Exercise details
Only lines holding the word "schema" are needed; copy each of them from the material.

Task inputs below:

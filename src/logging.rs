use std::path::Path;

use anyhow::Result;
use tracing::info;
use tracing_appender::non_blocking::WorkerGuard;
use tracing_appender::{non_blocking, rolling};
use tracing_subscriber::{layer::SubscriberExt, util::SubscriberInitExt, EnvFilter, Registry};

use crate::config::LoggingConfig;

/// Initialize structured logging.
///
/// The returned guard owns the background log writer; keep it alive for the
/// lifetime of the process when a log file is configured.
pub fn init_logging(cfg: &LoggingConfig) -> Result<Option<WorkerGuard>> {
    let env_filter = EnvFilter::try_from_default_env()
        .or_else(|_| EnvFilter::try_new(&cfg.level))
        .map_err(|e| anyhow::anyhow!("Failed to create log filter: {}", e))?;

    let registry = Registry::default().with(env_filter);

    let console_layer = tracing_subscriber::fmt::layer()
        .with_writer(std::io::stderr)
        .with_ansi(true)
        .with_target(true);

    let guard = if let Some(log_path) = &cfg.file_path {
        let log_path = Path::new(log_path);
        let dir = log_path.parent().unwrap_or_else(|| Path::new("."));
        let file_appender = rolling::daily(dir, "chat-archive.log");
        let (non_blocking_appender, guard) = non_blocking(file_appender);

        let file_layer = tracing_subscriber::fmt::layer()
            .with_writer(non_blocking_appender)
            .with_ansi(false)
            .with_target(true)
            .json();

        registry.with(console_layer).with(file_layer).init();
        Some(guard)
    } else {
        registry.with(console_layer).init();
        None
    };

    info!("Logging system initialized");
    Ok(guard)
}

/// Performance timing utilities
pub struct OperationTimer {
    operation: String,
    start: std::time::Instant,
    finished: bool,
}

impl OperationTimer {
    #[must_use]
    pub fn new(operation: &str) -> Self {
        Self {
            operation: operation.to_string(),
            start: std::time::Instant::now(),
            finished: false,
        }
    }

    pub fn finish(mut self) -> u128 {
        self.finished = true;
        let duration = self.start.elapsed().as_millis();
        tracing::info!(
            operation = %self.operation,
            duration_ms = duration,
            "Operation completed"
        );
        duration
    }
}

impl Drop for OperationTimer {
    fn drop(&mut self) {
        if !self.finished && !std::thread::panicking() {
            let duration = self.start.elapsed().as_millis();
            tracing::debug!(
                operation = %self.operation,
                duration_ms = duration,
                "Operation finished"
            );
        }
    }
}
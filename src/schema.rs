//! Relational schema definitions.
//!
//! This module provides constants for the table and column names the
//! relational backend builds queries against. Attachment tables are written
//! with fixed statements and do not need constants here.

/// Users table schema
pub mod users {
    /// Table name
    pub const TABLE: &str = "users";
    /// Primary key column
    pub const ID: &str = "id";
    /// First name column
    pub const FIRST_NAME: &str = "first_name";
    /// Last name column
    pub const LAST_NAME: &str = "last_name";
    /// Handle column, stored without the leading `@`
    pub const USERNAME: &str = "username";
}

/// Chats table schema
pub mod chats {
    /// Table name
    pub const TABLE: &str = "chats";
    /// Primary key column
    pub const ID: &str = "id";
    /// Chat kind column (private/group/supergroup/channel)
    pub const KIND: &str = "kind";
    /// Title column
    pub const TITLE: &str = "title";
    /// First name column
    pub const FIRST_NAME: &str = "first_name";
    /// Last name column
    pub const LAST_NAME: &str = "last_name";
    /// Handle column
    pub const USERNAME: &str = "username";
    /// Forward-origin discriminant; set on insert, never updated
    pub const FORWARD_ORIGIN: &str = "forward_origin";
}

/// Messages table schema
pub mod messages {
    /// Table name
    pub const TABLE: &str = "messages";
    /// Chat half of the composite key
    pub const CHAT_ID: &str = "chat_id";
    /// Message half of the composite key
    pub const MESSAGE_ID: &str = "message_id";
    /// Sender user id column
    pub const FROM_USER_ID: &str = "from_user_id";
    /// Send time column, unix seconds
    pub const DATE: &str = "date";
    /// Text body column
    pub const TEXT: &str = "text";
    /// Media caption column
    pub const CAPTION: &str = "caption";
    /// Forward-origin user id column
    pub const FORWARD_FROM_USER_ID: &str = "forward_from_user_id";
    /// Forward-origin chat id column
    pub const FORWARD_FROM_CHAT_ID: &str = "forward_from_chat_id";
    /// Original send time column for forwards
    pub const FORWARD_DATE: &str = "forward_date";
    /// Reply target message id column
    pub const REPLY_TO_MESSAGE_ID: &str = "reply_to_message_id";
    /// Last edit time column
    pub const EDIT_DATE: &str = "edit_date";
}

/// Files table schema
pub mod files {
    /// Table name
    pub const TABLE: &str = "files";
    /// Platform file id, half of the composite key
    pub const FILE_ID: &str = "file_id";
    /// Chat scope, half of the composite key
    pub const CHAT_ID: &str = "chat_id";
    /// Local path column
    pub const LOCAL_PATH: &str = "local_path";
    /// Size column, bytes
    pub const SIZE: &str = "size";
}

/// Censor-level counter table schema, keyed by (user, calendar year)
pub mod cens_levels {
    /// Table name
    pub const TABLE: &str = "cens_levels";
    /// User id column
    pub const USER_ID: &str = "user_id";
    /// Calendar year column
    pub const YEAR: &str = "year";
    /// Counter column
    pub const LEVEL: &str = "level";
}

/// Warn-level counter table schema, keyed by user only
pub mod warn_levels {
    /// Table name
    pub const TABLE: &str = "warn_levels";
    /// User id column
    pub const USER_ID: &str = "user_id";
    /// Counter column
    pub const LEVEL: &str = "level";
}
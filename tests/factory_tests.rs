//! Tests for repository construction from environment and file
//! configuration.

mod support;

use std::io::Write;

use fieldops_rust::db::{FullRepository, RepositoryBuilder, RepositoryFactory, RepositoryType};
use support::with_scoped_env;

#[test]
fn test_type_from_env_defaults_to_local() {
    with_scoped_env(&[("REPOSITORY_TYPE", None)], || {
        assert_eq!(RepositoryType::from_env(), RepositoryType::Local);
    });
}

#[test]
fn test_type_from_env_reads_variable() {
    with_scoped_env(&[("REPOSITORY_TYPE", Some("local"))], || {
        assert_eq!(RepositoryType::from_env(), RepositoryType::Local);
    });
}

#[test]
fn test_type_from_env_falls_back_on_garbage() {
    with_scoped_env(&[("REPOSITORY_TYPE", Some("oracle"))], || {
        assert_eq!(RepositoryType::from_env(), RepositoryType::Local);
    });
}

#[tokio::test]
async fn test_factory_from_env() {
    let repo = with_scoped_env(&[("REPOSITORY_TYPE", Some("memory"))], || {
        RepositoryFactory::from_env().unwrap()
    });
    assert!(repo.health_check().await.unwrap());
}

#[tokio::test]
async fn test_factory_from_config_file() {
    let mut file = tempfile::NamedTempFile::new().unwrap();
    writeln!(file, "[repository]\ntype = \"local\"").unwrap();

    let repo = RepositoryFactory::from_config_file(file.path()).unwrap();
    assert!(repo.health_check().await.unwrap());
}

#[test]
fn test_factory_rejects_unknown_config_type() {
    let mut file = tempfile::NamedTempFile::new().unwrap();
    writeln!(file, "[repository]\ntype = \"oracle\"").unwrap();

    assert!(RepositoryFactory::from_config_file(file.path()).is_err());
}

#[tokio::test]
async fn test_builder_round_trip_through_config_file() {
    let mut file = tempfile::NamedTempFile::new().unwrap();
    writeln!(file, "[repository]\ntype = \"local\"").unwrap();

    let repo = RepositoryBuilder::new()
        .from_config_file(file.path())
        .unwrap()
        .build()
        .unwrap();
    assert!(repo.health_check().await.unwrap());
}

End of Task inputs.

Exercise output
filename src/schema.rs
//! Relational schema definitions.
/// Users table schema
/// Chats table schema
/// Messages table schema
/// Files table schema
/// Censor-level counter table schema, keyed by (user, calendar year)
/// Warn-level counter table schema, keyed by user only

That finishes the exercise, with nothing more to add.